Cellulose

Cellulose is the most abundant natural biopolymer. Cellulose mostly comprises a plant’s cell wall. This provides the cell structural support. Wood and paper are mostly cellulosic in nature.In cellulose, glucose monomers are linked in unbranched chains by β 1-4 glycosidic linkages. Because of the way the glucose subunits are joined, every glucose monomer is flipped relative to the next one resulting in a linear, fibrous structure.

As the figure above shows, every other glucose monomer in cellulose is flipped over, and the monomers are packed tightly as extended long chains. This gives cellulose its rigidity and high tensile strength—which is so important to plant cells.
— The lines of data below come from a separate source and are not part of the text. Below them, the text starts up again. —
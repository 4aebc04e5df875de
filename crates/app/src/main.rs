//! Visitor Reservation CLI

use std::process;

use clap::Parser;

mod cli;
mod config;
mod observability;

#[tokio::main]
pub async fn main() {
    let _env = dotenvy::dotenv();

    let cli = cli::Cli::parse();

    if let Err(error) = observability::init_subscriber(cli.logging()) {
        eprintln!("failed to initialise logging: {error}");
        process::exit(1);
    }

    if let Err(error) = cli.run().await {
        eprintln!("{error}");
        process::exit(1);
    }
}
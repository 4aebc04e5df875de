use clap::Args;
use visitor_app::crypto::CodecKey;

#[derive(Debug, Args)]
pub(crate) struct GenerateKeyArgs {}

pub(crate) fn run(_args: &GenerateKeyArgs) -> Result<(), String> {
    let key = CodecKey::generate();

    println!("VISITOR_ENCRYPTION_KEY={}", key.to_hex());
    println!("store this key now; data encrypted under it cannot be read without it");

    Ok(())
}
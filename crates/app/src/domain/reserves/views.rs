//! Reserve Views

use jiff::civil::DateTime;
use serde::Serialize;

use crate::{
    crypto::{CodecError, FieldCodec},
    domain::{
        reserves::records::{ReserveRecord, ReserveUuid, VisitorRecord, VisitorUuid},
        staff::records::{StaffRecord, StaffUuid},
    },
};

/// Decrypted visitor, for display.
#[derive(Debug, Clone, PartialEq, Eq, Serialize)]
pub struct VisitorView {
    pub uuid: VisitorUuid,
    pub name: String,
    pub phone: String,
    pub organization: String,
}

/// Decrypted reserve with its visitors, for display.
#[derive(Debug, Clone, PartialEq, Eq, Serialize)]
pub struct ReserveView {
    pub uuid: ReserveUuid,
    pub place: String,
    pub target_staff: StaffUuid,
    pub target_staff_name: String,
    pub purpose: String,
    pub date: DateTime,
    pub visitors: Vec<VisitorView>,
}

impl VisitorView {
    pub(crate) fn decrypt(record: &VisitorRecord, codec: &FieldCodec) -> Result<Self, CodecError> {
        Ok(Self {
            uuid: record.uuid,
            name: codec.decrypt(&record.name)?,
            phone: codec.decrypt(&record.phone)?,
            organization: record.organization.clone(),
        })
    }
}

impl ReserveView {
    pub(crate) fn decrypt(
        reserve: &ReserveRecord,
        staff: &StaffRecord,
        codec: &FieldCodec,
    ) -> Result<Self, CodecError> {
        let visitors = reserve
            .visitors
            .iter()
            .map(|visitor| VisitorView::decrypt(visitor, codec))
            .collect::<Result<Vec<_>, _>>()?;

        Ok(Self {
            uuid: reserve.uuid,
            place: reserve.place.clone(),
            target_staff: reserve.target_staff,
            target_staff_name: codec.decrypt(&staff.name)?,
            purpose: reserve.purpose.clone(),
            date: reserve.date,
            visitors,
        })
    }
}
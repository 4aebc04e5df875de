use clap::Args;
use visitor_app::domain::staff::records::StaffUuid;

use crate::{
    cli::{app_context, print_outcome, staff::into_outcome},
    config::{CodecConfig, DatabaseConfig},
};

#[derive(Debug, Args)]
pub(crate) struct ShowStaffArgs {
    #[command(flatten)]
    database: DatabaseConfig,

    #[command(flatten)]
    codec: CodecConfig,

    /// Staff member UUID
    #[arg(long)]
    staff_uuid: StaffUuid,
}

pub(crate) async fn run(args: ShowStaffArgs) -> Result<(), String> {
    let ctx = app_context(&args.database, &args.codec).await?;

    print_outcome(&into_outcome(ctx.staff.get_staff(args.staff_uuid).await))
}
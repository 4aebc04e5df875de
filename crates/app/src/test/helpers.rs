//! Test Helpers

use jiff::civil::{DateTime, date};

use crate::domain::reserves::data::{NewReserve, VisitorData};

pub(crate) fn visitor(name: &str, phone: &str) -> VisitorData {
    VisitorData {
        name: name.to_string(),
        phone: phone.to_string(),
        organization: "Acme".to_string(),
    }
}

/// A visit on the given day of March 2025.
pub(crate) fn visit_date(day: i8, hour: i8) -> DateTime {
    date(2025, 3, day).at(hour, 0, 0, 0)
}

pub(crate) fn new_reserve(visitors: Vec<VisitorData>) -> NewReserve {
    new_reserve_on(visit_date(14, 9), visitors)
}

pub(crate) fn new_reserve_on(date: DateTime, visitors: Vec<VisitorData>) -> NewReserve {
    NewReserve {
        place: "Lobby".to_string(),
        purpose: "Interview".to_string(),
        date,
        visitors,
    }
}
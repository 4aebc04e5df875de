//! Staff Records

use jiff::Timestamp;

use crate::uuids::TypedUuid;

/// Staff UUID
pub type StaffUuid = TypedUuid<StaffRecord>;

/// Staff Record
///
/// `name` and `phone` hold ciphertext.
#[derive(Debug, Clone)]
pub struct StaffRecord {
    pub uuid: StaffUuid,
    pub name: String,
    pub phone: String,
    pub department: String,
    pub created_at: Timestamp,
    pub updated_at: Timestamp,
}
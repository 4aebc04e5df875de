//! Reserves Repository

use jiff::civil::DateTime;
use sqlx::{FromRow, Row, Sqlite, Transaction, query, query_as, query_scalar, sqlite::SqliteRow};
use uuid::Uuid;

use crate::{
    database::{try_get_datetime, try_get_timestamp},
    domain::{
        reserves::records::{ReserveRecord, ReserveUuid},
        staff::records::StaffUuid,
    },
};

const GET_RESERVE_SQL: &str = include_str!("../sql/get_reserve.sql");
const CREATE_RESERVE_SQL: &str = include_str!("../sql/create_reserve.sql");
const UPDATE_RESERVE_SQL: &str = include_str!("../sql/update_reserve.sql");
const DELETE_RESERVE_SQL: &str = include_str!("../sql/delete_reserve.sql");
const LIST_RESERVES_FOR_STAFF_SQL: &str = include_str!("../sql/list_reserves_for_staff.sql");
const FIND_RESERVES_BY_VISITOR_SQL: &str = include_str!("../sql/find_reserves_by_visitor.sql");

/// Reserve fields written on create and update.
#[derive(Debug, Clone, Copy)]
pub(crate) struct ReserveFields<'a> {
    pub(crate) place: &'a str,
    pub(crate) target_staff: StaffUuid,
    pub(crate) purpose: &'a str,
    pub(crate) date: DateTime,
}

#[derive(Debug, Clone, Default)]
pub(crate) struct SqlReservesRepository;

impl SqlReservesRepository {
    #[must_use]
    pub(crate) fn new() -> Self {
        Self
    }

    /// Load a reserve without its visitors.
    pub(crate) async fn get_reserve(
        &self,
        tx: &mut Transaction<'_, Sqlite>,
        reserve: ReserveUuid,
    ) -> Result<Option<ReserveRecord>, sqlx::Error> {
        query_as::<Sqlite, ReserveRecord>(GET_RESERVE_SQL)
            .bind(reserve.into_uuid())
            .fetch_optional(&mut **tx)
            .await
    }

    pub(crate) async fn create_reserve(
        &self,
        tx: &mut Transaction<'_, Sqlite>,
        reserve: ReserveUuid,
        fields: ReserveFields<'_>,
    ) -> Result<ReserveRecord, sqlx::Error> {
        query_as::<Sqlite, ReserveRecord>(CREATE_RESERVE_SQL)
            .bind(reserve.into_uuid())
            .bind(fields.place)
            .bind(fields.target_staff.into_uuid())
            .bind(fields.purpose)
            .bind(fields.date.to_string())
            .fetch_one(&mut **tx)
            .await
    }

    pub(crate) async fn update_reserve(
        &self,
        tx: &mut Transaction<'_, Sqlite>,
        reserve: ReserveUuid,
        fields: ReserveFields<'_>,
    ) -> Result<ReserveRecord, sqlx::Error> {
        query_as::<Sqlite, ReserveRecord>(UPDATE_RESERVE_SQL)
            .bind(reserve.into_uuid())
            .bind(fields.place)
            .bind(fields.target_staff.into_uuid())
            .bind(fields.purpose)
            .bind(fields.date.to_string())
            .fetch_one(&mut **tx)
            .await
    }

    /// Delete the reserve row only. Its visitors must already be gone.
    pub(crate) async fn delete_reserve(
        &self,
        tx: &mut Transaction<'_, Sqlite>,
        reserve: ReserveUuid,
    ) -> Result<u64, sqlx::Error> {
        let rows_affected = query(DELETE_RESERVE_SQL)
            .bind(reserve.into_uuid())
            .execute(&mut **tx)
            .await?
            .rows_affected();

        Ok(rows_affected)
    }

    pub(crate) async fn list_reserves_for_staff(
        &self,
        tx: &mut Transaction<'_, Sqlite>,
        staff: StaffUuid,
    ) -> Result<Vec<ReserveUuid>, sqlx::Error> {
        let uuids: Vec<Uuid> = query_scalar(LIST_RESERVES_FOR_STAFF_SQL)
            .bind(staff.into_uuid())
            .fetch_all(&mut **tx)
            .await?;

        Ok(uuids.into_iter().map(ReserveUuid::from_uuid).collect())
    }

    /// Reserves with a visitor matching both encrypted fields, newest visit first.
    pub(crate) async fn find_reserves_by_visitor(
        &self,
        tx: &mut Transaction<'_, Sqlite>,
        name: &str,
        phone: &str,
    ) -> Result<Vec<ReserveRecord>, sqlx::Error> {
        query_as::<Sqlite, ReserveRecord>(FIND_RESERVES_BY_VISITOR_SQL)
            .bind(name)
            .bind(phone)
            .fetch_all(&mut **tx)
            .await
    }
}

impl<'r> FromRow<'r, SqliteRow> for ReserveRecord {
    fn from_row(row: &'r SqliteRow) -> sqlx::Result<Self> {
        Ok(Self {
            uuid: ReserveUuid::from_uuid(row.try_get("id")?),
            place: row.try_get("place")?,
            target_staff: StaffUuid::from_uuid(row.try_get("target_staff")?),
            purpose: row.try_get("purpose")?,
            date: try_get_datetime(row, "date")?,
            visitors: Vec::new(),
            created_at: try_get_timestamp(row, "created_at")?,
            updated_at: try_get_timestamp(row, "updated_at")?,
        })
    }
}
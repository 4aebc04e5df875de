use clap::Args;
use visitor_app::{
    domain::staff::records::StaffUuid,
    responses::{Outcome, Response, ResponseCode},
};

use crate::{
    cli::{app_context, print_outcome, staff::into_outcome},
    config::{CodecConfig, DatabaseConfig},
};

#[derive(Debug, Args)]
pub(crate) struct DeleteStaffArgs {
    #[command(flatten)]
    database: DatabaseConfig,

    #[command(flatten)]
    codec: CodecConfig,

    /// Staff member UUID; their reservations are deleted too
    #[arg(long)]
    staff_uuid: StaffUuid,
}

pub(crate) async fn run(args: DeleteStaffArgs) -> Result<(), String> {
    let ctx = app_context(&args.database, &args.codec).await?;

    let outcome = match into_outcome(ctx.staff.delete_staff(args.staff_uuid).await) {
        Outcome::Payload(removed) => Outcome::<()>::Code(Response {
            code: ResponseCode::Success,
            message: format!("staff deleted with {removed} reservation(s)"),
        }),
        Outcome::Code(response) => Outcome::Code(response),
        Outcome::Error(error) => Outcome::Error(error),
    };

    print_outcome(&outcome)
}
While human digestive enzymes cannot break down the β 1-4 linkage, herbivores such as cows, koalas, and buffalos are able, with the help of the specialized flora in their stomach, to digest plant material that is rich in cellulose and use it as a food source. In some of these animals, certain species of bacteria and protists reside in the rumen (part of the herbivore’s digestive system) and secrete the enzyme cellulase.

The appendix of grazing animals also contains bacteria that digest cellulose, giving it an important role in ruminants’ digestive systems. Cellulases can break down cellulose into glucose monomers that animals use as an energy source. Termites are also able to break down cellulose because of the presence of other organisms in their bodies that secrete cellulases.